Footsteps entered the kitchen.

sixty-four

When the shots fired, Margaret knew. Sam hadn’t made it up the hall.

It should have been her. If he hadn’t gone in her place …

A sob caught in her throat. Was everyone else dead?

Through blurry eyes she checked the monitor. The office remained empty.

She flung toward the desk and grabbed the phone to call 911 again. How would the Sheriff’s Department get here with the gate locked?

No dial tone.

She punched the Talk button off, on, off, on.

Silence.

Margaret dropped the phone and did the only thing left to do. She prayed.

sixty-five

Craig approached the kitchen, muscles taut.

A gun in each hand, he’d run up the long hallway in seconds flat, the trained, fit policeman chasing his prey. He was the good guy, Kaitlan the bad. He had to view it that way.

He was in this now. No alternative but to see it through.

Passing the TV room he’d had the presence of mind to veer inside and stuff the gun from the man he’d just shot under the pillow of a couch. He didn’t need it; he had plenty ammunition himself. Not to mention backup if absolutely necessary.

On a table near the sofa where he’d hidden the man’s gun, Craig spotted a phone. He knocked it off the hook.

Then, calmly, he proceeded to find Kaitlan.

When she last screamed it had been from somewhere near the entryway. Then—poof. Gone. She couldn’t have made it to the stairs.

The entrance area spilled to a hall leading toward the back of the house. Through a wide door Craig glimpsed tiled floor, the edge of cabinets. Kaitlan could have gone without his seeing her.

He headed toward it.

Sudden motion to his left. He pivoted, gun pointed. A man was running up the long wing from the other side of the house. With a news camera.

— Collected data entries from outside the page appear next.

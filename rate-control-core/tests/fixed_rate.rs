use core::time::Duration;

use rate_control_core::capability::{
    CapabilityProfile, FixedRateError, HtCapabilities, HtMcsSet, LegacyRateSet,
    LocalCapabilities, PeerCapabilities,
};
use rate_control_core::completion::{Completion, TxStatus};
use rate_control_core::descriptor::{Bandwidth, GuardInterval, RateDescriptor};
use rate_control_core::station::StationRateState;
use rate_control_core::telemetry::{RateEventKind, RateEventPayload, RateInstant};

#[test]
fn absent_descriptor_is_installed_in_the_last_slot() {
    let mut station = two_stream_station();
    let fixed = absent_descriptor(&station);
    let len = station.table().len();

    let events = station.set_fixed_rate(fixed).expect("descriptor is permitted");
    assert_eq!(
        events[0].payload,
        RateEventPayload::Descriptor(fixed.to_raw()),
        "arming should report the packed descriptor"
    );
    assert_eq!(station.table().len(), len);
    assert_eq!(station.table().position(fixed), Some(len - 1));
    assert_eq!(station.chain().active_indexes(), [len - 1; 3]);
    assert_eq!(station.chain().step(3).index, 0);
    assert!(station.policy_pending());

    let policy = station.take_policy_update().expect("fixed rate publishes a policy");
    for entry in &policy.entries[..3] {
        assert_eq!(entry.decode(), Ok(fixed));
    }
    assert_eq!(policy.entries[3].decode(), Ok(station.profile().lowest()));
}

#[test]
fn ranking_is_suppressed_until_the_override_is_cleared() {
    let mut station = two_stream_station();
    let fixed = absent_descriptor(&station);
    station.set_fixed_rate(fixed).expect("descriptor is permitted");
    let _ = station.take_policy_update();
    let pinned = *station.chain();

    let delivered = Completion::from_status(&TxStatus {
        acknowledged: true,
        ..TxStatus::default()
    });
    for period in 1..=5u64 {
        for _ in 0..20 {
            station.on_completion(&delivered);
        }
        let evaluation = station.evaluate(MockInstant(period * 100_000), false);
        assert!(!evaluation.policy_changed, "period {period} moved the chain");
        assert_eq!(station.chain().active_indexes(), pinned.active_indexes());
        assert!(
            evaluation
                .events
                .iter()
                .all(|event| event.kind != RateEventKind::TrialStarted)
        );
    }

    let sample = &station.table().samples()[pinned.step(0).index];
    assert!(sample.observed);
    assert!(sample.probability.as_percent() >= 90);

    let events = station.clear_fixed_rate();
    assert_eq!(events[0].kind, RateEventKind::FixedRateCleared);
    assert_eq!(station.fixed_rate(), None);
    assert!(station.clear_fixed_rate().is_empty(), "clearing twice is a no-op");

    // The fixed rate won every period it ran, so ranking keeps it on top.
    station.evaluate(MockInstant(600_000), false);
    assert_eq!(station.check_invariants(), Ok(()));
    let best = station.chain().step(0).index;
    assert_eq!(station.table().samples()[best].descriptor, fixed);
}

#[test]
fn refused_requests_leave_the_station_untouched() {
    let mut station = two_stream_station();
    let chain = *station.chain();

    let too_wide = RateDescriptor::ht(3, 0, Bandwidth::Mhz40, GuardInterval::Long);
    assert_eq!(
        station.set_fixed_rate(too_wide).err(),
        Some(FixedRateError::BandwidthTooWide)
    );
    let short_gi = RateDescriptor::ht(3, 0, Bandwidth::Mhz20, GuardInterval::Short);
    assert_eq!(
        station.set_fixed_rate(short_gi).err(),
        Some(FixedRateError::GuardNotPermitted)
    );
    let three_streams = RateDescriptor::ht(3, 2, Bandwidth::Mhz20, GuardInterval::Long);
    assert_eq!(
        station.set_fixed_rate(three_streams).err(),
        Some(FixedRateError::TooManyStreams)
    );
    let vht = RateDescriptor::vht(3, 0, Bandwidth::Mhz20, GuardInterval::Long);
    assert_eq!(
        station.set_fixed_rate(vht).err(),
        Some(FixedRateError::FormatTooNew)
    );

    assert_eq!(station.fixed_rate(), None);
    assert_eq!(*station.chain(), chain);
}

fn two_stream_station() -> StationRateState<MockInstant> {
    let peer = PeerCapabilities {
        legacy_rates: LegacyRateSet::from_rates(&[0x0C, 0x18, 0x30, 0x6C]),
        ht: Some(HtCapabilities {
            mcs: HtMcsSet([0xFF, 0xFF, 0, 0]),
            short_gi_20: false,
            short_gi_40: false,
            long_amsdu: true,
        }),
        vht: None,
        bandwidth: Bandwidth::Mhz20,
    };
    let profile = CapabilityProfile::negotiate(&peer, &LocalCapabilities::default());
    assert_eq!(profile.max_nss(), 1);
    StationRateState::new(profile, 77, MockInstant(0))
}

/// First two-stream-capable HT descriptor the seeded table does not hold.
fn absent_descriptor(station: &StationRateState<MockInstant>) -> RateDescriptor {
    (0..=1)
        .flat_map(|nss| {
            (0..=7).map(move |mcs| RateDescriptor::ht(mcs, nss, Bandwidth::Mhz20, GuardInterval::Long))
        })
        .find(|descriptor| !station.table().contains(*descriptor))
        .expect("sixteen HT rates cannot fit in the table")
}

#[derive(Copy, Clone, Debug, Default, Eq, PartialEq)]
struct MockInstant(u64);

impl RateInstant for MockInstant {
    fn saturating_duration_since(&self, earlier: Self) -> Duration {
        Duration::from_micros(self.0.saturating_sub(earlier.0))
    }
}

Craig pulled the trigger three times. The man tumbled to the floor. His camera crashed and skidded.

A newsman. Craig’s breath bottled in his throat. What had Darell Brooke done?

Craig started for the equipment, thinking to find the film and rip it out. Four steps down the hall he turned back. He would take care of it later. First—Kaitlan.

The minute he’d hit the kitchen Craig heard Brooke calling his name from down toward the office. Yeah, yeah, old man. Wait till you see your granddaughter die.

He stepped onto the tile.

sixty-six

Kaitlan pressed her palms to her thighs, every muscle gathered to run. She could see Ed’s knuckles whiten around the handle of the frying pan.

Frying pan. A hysterical giggle birthed and died in her throat. How insane, this scene.

“Kaitlan.” Craig’s voice sounded hard and cold. “I know you’re back here somewhere.”

She glanced at the short hall leading to the garage. He wouldn’t know if she had gone that way. He’d have to pass the cooking island to check.